South Portland's tar sands ban not significant, experts say

South Portland’s vote to ban the flow of so-called tar sands crude oil may have been a victory in the eyes of environmentalists, but some oil industry experts are saying the move is not significant because there are other means to transport oil to the East Coast.

David McColl, a securities analyst with investment research company Morningstar, told InsideClimateNews.org that the South Portland City’s Council vote is “almost meaningless.”

For one, he said, the 236-mile pipeline owned by Portland Pipe Line Co. that currently sends crude oil from South Portland to Montreal would have too small of a capacity for it to make sense to reverse its flow and send oil to Maine. It also wouldn’t make sense, he added, because it would then have to ship the oil to refineries elsewhere.

Furthermore, McColl said, TransCanada, the company behind the Keystone XL pipeline, is planning to connect existing and new pipelines to create a structure with a much larger capacity that would ship oil from Alberta to New Brunswick.
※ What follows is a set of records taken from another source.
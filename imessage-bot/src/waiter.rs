//! Bounded wait on a collaborator call with periodic progress logging.

use std::future::Future;
use std::time::Duration;

use tokio::time::{timeout, Instant};
use tracing::{info, warn};

/// Result of [`CollaboratorWaiter::wait`].
#[derive(Debug, PartialEq, Eq)]
pub enum Waited<T> {
    Ready(T),
    /// The call did not finish within the timeout and was dropped.
    TimedOut,
}

#[derive(Debug, Clone, Copy)]
pub struct CollaboratorWaiter {
    timeout: Duration,
    progress_interval: Duration,
}

impl CollaboratorWaiter {
    pub fn new(timeout: Duration, progress_interval: Duration) -> Self {
        Self {
            timeout,
            progress_interval: progress_interval.max(Duration::from_millis(1)),
        }
    }

    pub fn timeout(&self) -> Duration {
        self.timeout
    }

    /// Polls `fut` until it completes or the timeout elapses, logging every progress interval.
    pub async fn wait<F>(&self, collaborator: &'static str, fut: F) -> Waited<F::Output>
    where
        F: Future,
    {
        tokio::pin!(fut);
        let started = Instant::now();
        loop {
            let remaining = self.timeout.saturating_sub(started.elapsed());
            if remaining.is_zero() {
                warn!(
                    collaborator,
                    waited_secs = started.elapsed().as_secs_f64(),
                    "Collaborator call timed out"
                );
                return Waited::TimedOut;
            }
            match timeout(remaining.min(self.progress_interval), &mut fut).await {
                Ok(output) => return Waited::Ready(output),
                Err(_) => info!(
                    collaborator,
                    elapsed_secs = started.elapsed().as_secs_f64(),
                    "step: still waiting for collaborator"
                ),
            }
        }
    }
}

#[cfg(test)]
mod tests {
    use super::*;

    #[tokio::test]
    async fn returns_ready_output() {
        let waiter = CollaboratorWaiter::new(Duration::from_secs(1), Duration::from_millis(10));
        let out = waiter.wait("assistant", async { 7 }).await;
        assert_eq!(out, Waited::Ready(7));
    }

    #[tokio::test]
    async fn survives_progress_ticks() {
        let waiter = CollaboratorWaiter::new(Duration::from_secs(2), Duration::from_millis(5));
        let out = waiter
            .wait("assistant", async {
                tokio::time::sleep(Duration::from_millis(40)).await;
                "done"
            })
            .await;
        assert_eq!(out, Waited::Ready("done"));
    }

    #[tokio::test]
    async fn times_out_on_stalled_call() {
        let waiter = CollaboratorWaiter::new(Duration::from_millis(30), Duration::from_millis(10));
        let out = waiter.wait("assistant", std::future::pending::<()>()).await;
        assert_eq!(out, Waited::TimedOut);
    }
}
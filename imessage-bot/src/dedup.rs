//! Dedup guard: short-lived memory of recently handled groups.
//!
//! Overlapping poll windows and the store's own rewrites can deliver the same turn twice. A
//! group whose key was admitted less than `reject_within` ago is refused; entries older than
//! `evict_after` are swept on every call so the map stays bounded.

use std::collections::HashMap;

use chrono::{DateTime, Duration, Utc};
use relay_core::MessageGroup;
use tracing::{debug, warn};

#[derive(Debug, Clone, Copy, PartialEq, Eq)]
pub struct DedupConfig {
    pub reject_within: Duration,
    pub evict_after: Duration,
}

impl Default for DedupConfig {
    fn default() -> Self {
        Self {
            reject_within: Duration::seconds(60),
            evict_after: Duration::seconds(300),
        }
    }
}

/// `group_key -> last admitted at`.
#[derive(Debug, Clone, Default)]
pub struct DedupGuard {
    config: DedupConfig,
    entries: HashMap<String, DateTime<Utc>>,
}

impl DedupGuard {
    pub fn new(config: DedupConfig) -> Self {
        Self {
            config,
            entries: HashMap::new(),
        }
    }

    pub fn admit(&mut self, group: &MessageGroup) -> bool {
        self.admit_at(group, Utc::now())
    }

    /// Admits `group` at `now`. A rejected group does not refresh its entry.
    pub fn admit_at(&mut self, group: &MessageGroup, now: DateTime<Utc>) -> bool {
        self.sweep(now);

        let key = group.group_key();
        if let Some(&last) = self.entries.get(&key) {
            let since = now - last;
            if since < self.config.reject_within {
                warn!(
                    group_key = %key,
                    seconds_since = since.num_milliseconds() as f64 / 1000.0,
                    "Skipping duplicate message group"
                );
                return false;
            }
        }

        self.entries.insert(key, now);
        true
    }

    pub fn len(&self) -> usize {
        self.entries.len()
    }

    pub fn is_empty(&self) -> bool {
        self.entries.is_empty()
    }

    fn sweep(&mut self, now: DateTime<Utc>) {
        let evict_after = self.config.evict_after;
        let before = self.entries.len();
        self.entries.retain(|_, last| now - *last <= evict_after);
        let evicted = before - self.entries.len();
        if evicted > 0 {
            debug!(evicted, remaining = self.entries.len(), "Swept dedup entries");
        }
    }
}
impl Dispatcher {
    pub fn new(
        collaborators: Collaborators,
        resolver: AttachmentResolver,
        dedup: DedupGuard,
        context: ContextStore,
        config: DispatcherConfig,
    ) -> Self {
        Self {
            collaborators,
            resolver,
            dedup,
            context,
            waiter: CollaboratorWaiter::new(config.collaborator_timeout, config.progress_interval),
        }
    }

    pub fn context(&self) -> &ContextStore {
        &self.context
    }

    pub fn dedup(&self) -> &DedupGuard {
        &self.dedup
    }

    pub fn resolver(&self) -> &AttachmentResolver {
        &self.resolver
    }

    pub fn resolver_mut(&mut self) -> &mut AttachmentResolver {
        &mut self.resolver
    }

    /// Handles one group end to end. Never fails; see the module docs.
    #[instrument(skip(self, group), fields(sender = %group.sender(), records = group.len()))]
    pub async fn dispatch(&mut self, group: &MessageGroup) -> DispatchOutcome {
        if !self.dedup.admit(group) {
            debug!(error = %RelayError::DuplicateGroup(group.group_key()), "step: group skipped");
            return DispatchOutcome::Duplicate;
        }

        let turn = Turn::from_group(group);
        info!(
            conversation = %turn.conversation,
            service = %turn.service,
            has_attachment = group.has_attachment(),
            text_len = turn.text.len(),
            "step: dispatching message group"
        );

        if group.has_attachment() {
            return DispatchOutcome::Dispatched(self.dispatch_attachments(group, &turn).await);
        }

        if turn.text.is_empty() {
            warn!(group_key = %group.group_key(), "Message group has no text or attachment");
            return DispatchOutcome::Empty;
        }

        self.context.update(&turn.conversation, &turn.text);
        let result = self.text_route(&turn, &turn.text).await;
        DispatchOutcome::Dispatched(vec![self.finish(Route::Text, &turn, result).await])
    }

    async fn dispatch_attachments(&mut self, group: &MessageGroup, turn: &Turn) -> Vec<RouteOutcome> {
        if !turn.text.is_empty() {
            self.context.update(&turn.conversation, &turn.text);
        }

        let mut outcomes = Vec::new();
        let mut url_payload_seen = false;
        for record in group.records().iter().filter(|r| r.has_attachment()) {
            let name = record.attachment_name.as_deref().unwrap_or_default().trim();

            if is_url_payload(name) {
                if url_payload_seen {
                    info!(attachment = %name, "Skipping duplicate URL attachment in message group");
                    continue;
                }
                url_payload_seen = true;
                let (route, result) = self.url_route(turn, name).await;
                outcomes.push(self.finish(route, turn, result).await);
                continue;
            }

            let (route, result) = self.attachment_route(turn, record, name).await;
            outcomes.push(self.finish(route, turn, result).await);
        }
        outcomes
    }

    async fn url_route(&mut self, turn: &Turn, name: &str) -> (Route, Result<Reply, RelayError>) {
        let lower = turn.text.to_lowercase();
        if !(lower.contains("http://") || lower.contains("https://")) {
            warn!(attachment = %name, "URL attachment without link text");
            return (
                Route::Unsupported,
                Err(RelayError::ClassificationUnknown(ContentKind::Unknown.to_string())),
            );
        }
        let text = dedup_words(&turn.text);
        info!(text = %text, "step: routing shared link as text");
        (Route::Url, self.text_route(turn, &text).await)
    }

    async fn attachment_route(
        &mut self,
        turn: &Turn,
        record: &RawMessageRecord,
        name: &str,
    ) -> (Route, Result<Reply, RelayError>) {
        let mime = record.mime_type.as_deref();
        let Some(path) = self.resolver.resolve(name) else {
            let route = Route::for_kind(classify(Path::new(name), mime, name));
            return (route, Err(RelayError::ResolutionFailure(name.to_string())));
        };

        let kind = classify(&path, mime, name);
        let route = Route::for_kind(kind);
        info!(
            attachment = %name,
            path = %path.display(),
            kind = %kind,
            route = route.as_str(),
            "step: attachment classified"
        );

        let result = match route {
            Route::Image => {
                let call = self
                    .collaborators
                    .image_analyzer
                    .describe(&turn.conversation, &path, &turn.text);
                match self.call("image_analyzer", call).await {
                    Ok(Some(reply)) if reply.trim().is_empty() => {
                        Ok(Reply::Local(COULD_NOT_ANALYZE_IMAGE_MESSAGE.to_string()))
                    }
                    Ok(Some(reply)) => Ok(Reply::Text(reply)),
                    Ok(None) => Ok(still_working()),
                    Err(e) => Err(e),
                }
            }
            Route::Document => {
                let call = self
                    .collaborators
                    .document_analyzer
                    .analyze(&turn.conversation, &path, &turn.text);
                match self.call("document_analyzer", call).await {
                    Ok(Some(reply)) if reply.trim().is_empty() => {
                        Ok(Reply::Local(COULD_NOT_READ_DOCUMENT_MESSAGE.to_string()))
                    }
                    Ok(Some(reply)) => Ok(Reply::Text(reply)),
                    Ok(None) => Ok(still_working()),
                    Err(e) => Err(e),
                }
            }
            Route::Audio => self.audio_route(turn, &path).await,
            _ => Err(RelayError::ClassificationUnknown(kind.to_string())),
        };
        (route, result)
    }

    /// Transcribes, then handles the transcription exactly like typed text.
    async fn audio_route(&mut self, turn: &Turn, path: &Path) -> Result<Reply, RelayError> {
        let call = self.collaborators.transcriber.transcribe(path);
        let transcription = match self.call("audio_transcriber", call).await? {
            None => return Ok(still_working()),
            Some(t) => t.map(|t| t.trim().to_string()).filter(|t| !t.is_empty()),
        };
        let Some(text) = transcription else {
            return Ok(Reply::Local(COULD_NOT_TRANSCRIBE_MESSAGE.to_string()));
        };

        info!(transcription = %text, "step: audio transcribed");
        self.context.update(&turn.conversation, &text);
        self.text_route(turn, &text).await
    }

    /// Image intent, then search, then the conversational assistant.
    async fn text_route(&self, turn: &Turn, text: &str) -> Result<Reply, RelayError> {
        let collaborators = &self.collaborators;

        if gate::is_image_request(text) {
            info!(prompt = %text, "step: image generation request");
            let call = collaborators.image_generator.generate(text);
            return Ok(match self.call("image_generator", call).await? {
                Some(path) => Reply::File {
                    path,
                    note: format!("Generated an image for: {}", text),
                },
                None => still_working(),
            });
        }

        if self.needs_search(text).await {
            let query = gate::enhance_query(
                text,
                self.context.get(&turn.conversation),
                self.context.resolve_referent(&turn.conversation),
            );
            info!(query = %query, original = %text, "step: web search");

            let call = collaborators.search.search(&query, &turn.conversation);
            let Some(results) = self.call("web_search", call).await? else {
                return Ok(still_working());
            };
            debug!(result_count = results.len(), "Search results received");

            let hints = self.context.search_hints(&turn.conversation);
            let call = collaborators.summarizer.summarize(&query, &results, &hints);
            return Ok(match self.call("search_summarizer", call).await? {
                Some(summary) => Reply::Text(summary),
                None => still_working(),
            });
        }

        info!("step: conversational reply");
        let call = collaborators.assistant.reply(&turn.conversation, text);
        Ok(match self.call("assistant", call).await? {
            Some(reply) => Reply::Text(reply),
            None => still_working(),
        })
    }

    async fn needs_search(&self, text: &str) -> bool {
        match gate::search_need(text) {
            SearchNeed::Required => true,
            SearchNeed::Rejected => false,
            SearchNeed::Undecided => {
                let Some(advisor) = self.collaborators.advisor.as_ref() else {
                    return false;
                };
                match self.call("search_advisor", advisor.needs_search(text)).await {
                    Ok(Some(decision)) => decision,
                    Ok(None) => false,
                    Err(e) => {
                        warn!(error = %e, "Search advisor failed; answering without search");
                        false
                    }
                }
            }
        }
    }

    /// Bounded collaborator call. `Ok(None)` means it timed out.
    async fn call<T, F>(&self, collaborator: &'static str, fut: F) -> Result<Option<T>, RelayError>
    where
        F: Future<Output = anyhow::Result<T>>,
    {
        match self.waiter.wait(collaborator, fut).await {
            Waited::Ready(Ok(value)) => Ok(Some(value)),
            Waited::Ready(Err(e)) => Err(RelayError::collaborator(collaborator, e)),
            Waited::TimedOut => Ok(None),
        }
    }

    /// Delivers the route's reply, or the local message for its failure.
    async fn finish(
        &mut self,
        route: Route,
        turn: &Turn,
        result: Result<Reply, RelayError>,
    ) -> RouteOutcome {
        let terminal = match result {
            Ok(reply) => match self.deliver(turn, reply).await {
                Ok(()) => Terminal::Responded,
                Err(e) => {
                    error!(error = %e, route = route.as_str(), "Failed to deliver reply");
                    Terminal::Failed
                }
            },
            Err(err) => {
                let message = failure_message(&err);
                match &err {
                    RelayError::ClassificationUnknown(_) => {
                        warn!(error = %err, route = route.as_str(), "Unsupported attachment")
                    }
                    _ => error!(error = %err, route = route.as_str(), "Route failed"),
                }
                if let Err(e) = self.send_text(turn, &message).await {
                    error!(error = %e, "Failed to send failure notice");
                }
                Terminal::Failed
            }
        };
        info!(route = route.as_str(), terminal = ?terminal, "step: route finished");
        RouteOutcome { route, terminal }
    }

    async fn deliver(&mut self, turn: &Turn, reply: Reply) -> Result<(), RelayError> {
        match reply {
            Reply::Text(text) if text.trim().is_empty() => {
                warn!("Collaborator returned an empty reply");
                self.send_text(turn, APOLOGY_MESSAGE).await
            }
            Reply::Text(text) => {
                self.send_text(turn, &text).await?;
                self.context
                    .record(&turn.conversation, MemoryRole::Assistant, &text);
                Ok(())
            }
            Reply::File { path, note } => {
                let call = self
                    .collaborators
                    .sender
                    .send_file(&turn.sender, &path, &turn.service);
                self.call("message_sender", call)
                    .await?
                    .ok_or_else(|| send_timeout(self.waiter.timeout()))?;
                self.context
                    .record(&turn.conversation, MemoryRole::Assistant, &note);
                Ok(())
            }
            Reply::Local(text) => self.send_text(turn, &text).await,
        }
    }

    async fn send_text(&self, turn: &Turn, text: &str) -> Result<(), RelayError> {
        let call = self
            .collaborators
            .sender
            .send_text(&turn.sender, text, &turn.service);
        self.call("message_sender", call)
            .await?
            .ok_or_else(|| send_timeout(self.waiter.timeout()))
    }
}
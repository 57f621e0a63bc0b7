//! SQLite connection pool wrapper for the storage crate.

use std::path::Path;
use std::time::Duration;

use sqlx::{
    sqlite::{SqliteConnectOptions, SqlitePoolOptions},
    SqlitePool,
};
use tracing::info;

use crate::error::StorageError;

/// Manages a single SQLite pool.
#[derive(Clone)]
pub struct SqlitePoolManager {
    pool: SqlitePool,
}

impl SqlitePoolManager {
    /// Opens an existing database read-only over one long-lived connection.
    ///
    /// The messaging app keeps writing to the file; `busy_timeout` lets queries wait for its
    /// locks instead of failing with `SQLITE_BUSY`.
    pub async fn open_read_only(path: &Path, busy_timeout: Duration) -> Result<Self, StorageError> {
        if !path.exists() {
            return Err(StorageError::NotFound(path.display().to_string()));
        }
        info!(path = %path.display(), busy_timeout_ms = busy_timeout.as_millis() as u64, "Opening message store read-only");

        let options = SqliteConnectOptions::new()
            .filename(path)
            .read_only(true)
            .busy_timeout(busy_timeout);

        let pool = SqlitePoolOptions::new()
            .max_connections(1)
            .connect_with(options)
            .await?;

        Ok(Self { pool })
    }

    /// Returns the underlying pool for running queries.
    pub fn pool(&self) -> &SqlitePool {
        &self.pool
    }
}
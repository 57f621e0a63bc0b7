//! # iMessage relay application
//!
//! Wires storage (chat database polling), memory (conversation context) and the collaborator
//! traits from relay-core into a polling loop: poll → group → dedup → dispatch → reply.
//! Loads config from env and runs until ctrl-c or SIGTERM.

pub mod attachments;
pub mod cli;
pub mod collaborators;
pub mod config;
pub mod dedup;
pub mod dispatcher;
pub mod gate;
pub mod grouper;
pub mod runner;
pub mod waiter;

pub use cli::{load_config, Cli, Commands};

pub use attachments::{classify, is_url_payload, AttachmentResolver, ResolverConfig};
pub use collaborators::{offline_collaborators, LogSender, OfflineAssistant, OsaScriptSender};
pub use config::{BaseConfig, PipelineTuning, RelayConfig};
pub use dedup::{DedupConfig, DedupGuard};
pub use dispatcher::{
    DispatchOutcome, Dispatcher, DispatcherConfig, Route, RouteOutcome, Terminal,
};
pub use gate::{enhance_query, search_need, SearchNeed};
pub use grouper::{group_messages, GroupingWindows};
pub use runner::{build_relay, run_relay, shutdown_signal, Relay};
pub use waiter::{CollaboratorWaiter, Waited};
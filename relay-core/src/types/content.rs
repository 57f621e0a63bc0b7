//! Coarse attachment content type.

use serde::{Deserialize, Serialize};

/// Content type assigned to an attachment by the classifier.
#[derive(Debug, Clone, Copy, PartialEq, Eq, Hash, Serialize, Deserialize)]
pub enum ContentKind {
    Image,
    Audio,
    Document,
    Video,
    Unknown,
}

impl ContentKind {
    pub fn as_str(&self) -> &'static str {
        match self {
            ContentKind::Image => "image",
            ContentKind::Audio => "audio",
            ContentKind::Document => "document",
            ContentKind::Video => "video",
            ContentKind::Unknown => "unknown",
        }
    }
}

impl std::fmt::Display for ContentKind {
    fn fmt(&self, f: &mut std::fmt::Formatter<'_>) -> std::fmt::Result {
        f.write_str(self.as_str())
    }
}
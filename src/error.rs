//! Error types for imginline operations.

use std::io;
use std::path::PathBuf;

use thiserror::Error;

/// Errors that can occur while inlining images into a document.
#[derive(Error, Debug)]
pub enum Error {
    #[error("cannot read input file {}: {source}", .path.display())]
    ReadInput {
        path: PathBuf,
        #[source]
        source: io::Error,
    },

    #[error("cannot parse HTML: {0}")]
    Parse(String),

    #[error("cannot serialize HTML: {0}")]
    Serialize(#[source] io::Error),

    #[error("cannot write output file {}: {source}", .path.display())]
    WriteOutput {
        path: PathBuf,
        #[source]
        source: io::Error,
    },

    /// A referenced image could not be read. Recoverable: the walker keeps
    /// the original `src` and moves on.
    #[error("cannot read image {}: {source}", .path.display())]
    ImageRead {
        path: PathBuf,
        #[source]
        source: io::Error,
    },
}

pub type Result<T> = std::result::Result<T, Error>;
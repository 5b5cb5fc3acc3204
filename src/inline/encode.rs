//! File to base64 data URI conversion.

use std::fs;
use std::path::Path;

use base64::Engine;
use base64::engine::general_purpose::STANDARD;

use crate::error::{Error, Result};

/// Prefix of every URI produced by [`data_uri`].
///
/// The MIME type is always `image/png`, whatever the file actually holds.
pub const DATA_URI_PREFIX: &str = "data:image/png;base64,";

/// Read a whole file and return its standard, padded base64 encoding.
pub fn encode_file(path: &Path) -> Result<String> {
    let bytes = fs::read(path).map_err(|source| Error::ImageRead {
        path: path.to_path_buf(),
        source,
    })?;
    Ok(encode_bytes(&bytes))
}

pub fn encode_bytes(bytes: &[u8]) -> String {
    STANDARD.encode(bytes)
}

/// Wrap a base64 payload in an `image/png` data URI.
pub fn data_uri(payload: &str) -> String {
    format!("{DATA_URI_PREFIX}{payload}")
}

#[cfg(test)]
mod tests {
    use std::io::ErrorKind;

    use proptest::prelude::*;
    use tempfile::TempDir;

    use super::*;

    #[test]
    fn test_encode_bytes_padding() {
        assert_eq!(encode_bytes(b""), "");
        assert_eq!(encode_bytes(b"f"), "Zg==");
        assert_eq!(encode_bytes(b"fo"), "Zm8=");
        assert_eq!(encode_bytes(b"foo"), "Zm9v");
        assert_eq!(encode_bytes(&[0xFF, 0xD8, 0xFF, 0xE0]), "/9j/4A==");
    }

    #[test]
    fn test_encode_uses_standard_alphabet() {
        // 0xFB 0xFF encodes to characters from the +/ end of the alphabet
        assert_eq!(encode_bytes(&[0xFB, 0xFF, 0xBF]), "+/+/");
    }

    #[test]
    fn test_encode_file() {
        let dir = TempDir::new().unwrap();
        let path = dir.path().join("pic.png");
        fs::write(&path, [0x89, b'P', b'N', b'G']).unwrap();

        assert_eq!(encode_file(&path).unwrap(), "iVBORw==");
    }

    #[test]
    fn test_encode_missing_file() {
        let dir = TempDir::new().unwrap();
        let path = dir.path().join("missing.png");

        match encode_file(&path) {
            Err(Error::ImageRead { path: p, source }) => {
                assert_eq!(p, path);
                assert_eq!(source.kind(), ErrorKind::NotFound);
            }
            other => panic!("expected ImageRead error, got {other:?}"),
        }
    }

    #[test]
    fn test_encode_directory_fails() {
        let dir = TempDir::new().unwrap();
        assert!(matches!(
            encode_file(dir.path()),
            Err(Error::ImageRead { .. })
        ));
    }

    #[test]
    fn test_data_uri() {
        assert_eq!(data_uri("AAAA"), "data:image/png;base64,AAAA");
    }

    proptest! {
        #[test]
        fn prop_encoding_decodes_to_input(bytes in prop::collection::vec(any::<u8>(), 0..512)) {
            let encoded = encode_bytes(&bytes);
            prop_assert_eq!(encoded.len() % 4, 0);
            prop_assert!(encoded.bytes().all(|b| b.is_ascii_alphanumeric() || b == b'+' || b == b'/' || b == b'='));
            prop_assert_eq!(STANDARD.decode(&encoded).unwrap(), bytes);
        }
    }
}
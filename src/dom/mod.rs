//! HTML document tree: parsing, traversal and serialization.
//!
//! # Example
//!
//! ```
//! use imginline::dom::{parse_html, to_html_string};
//!
//! let dom = parse_html("<p>Hello").unwrap();
//! let elements = dom
//!     .descendants(dom.document())
//!     .filter(|&id| dom.is_element(id))
//!     .count();
//! assert_eq!(elements, 4);
//! assert_eq!(
//!     to_html_string(&dom).unwrap(),
//!     "<html><head></head><body><p>Hello</p></body></html>"
//! );
//! ```

mod arena;
mod serialize;
mod tree_sink;

pub use arena::{
    ArenaDom, ArenaNode, ArenaNodeData, ArenaNodeId, Attribute, ChildrenIter, Descendants,
};
pub use serialize::{SerializableNode, to_html_string, write_html};
pub use tree_sink::{ArenaSink, NodeHandle};

use html5ever::driver::ParseOpts;
use html5ever::parse_document;
use html5ever::tendril::TendrilSink;
use html5ever::tree_builder::TreeBuilderOpts;

use crate::error::{Error, Result};

/// Parse an HTML document into an [`ArenaDom`].
///
/// Malformed markup is repaired the way browsers do it. The only failure is a
/// tree without a root element, which the stock tree builder never produces.
pub fn parse_html(html: &str) -> Result<ArenaDom> {
    let opts = ParseOpts {
        tree_builder: TreeBuilderOpts {
            drop_doctype: false,
            ..Default::default()
        },
        ..Default::default()
    };

    let sink = parse_document(ArenaSink::new(), opts)
        .from_utf8()
        .one(html.as_bytes());

    let errors = sink.parse_errors();
    if errors > 0 {
        log::debug!("recovered from {errors} HTML parse errors");
    }

    let dom = sink.into_dom();
    if !dom.children(dom.document()).any(|id| dom.is_element(id)) {
        return Err(Error::Parse("document has no root element".to_string()));
    }
    Ok(dom)
}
Other experts, including Phil Flynn and Tom Kloza, oil analysts at Price Futures Group and GasBuddy.com, respectively, said when one option closes up for the oil industry — as it has in South Portland — another opportunity will become clear, including the possibility of using more trains to transport oil to the East Coast.

Though the oil industry will have other options to transport oil eastbound, an attorney with the Natural Resources Defense Council’s International program told InsideClimateNews.org that working on other options will be no easy task.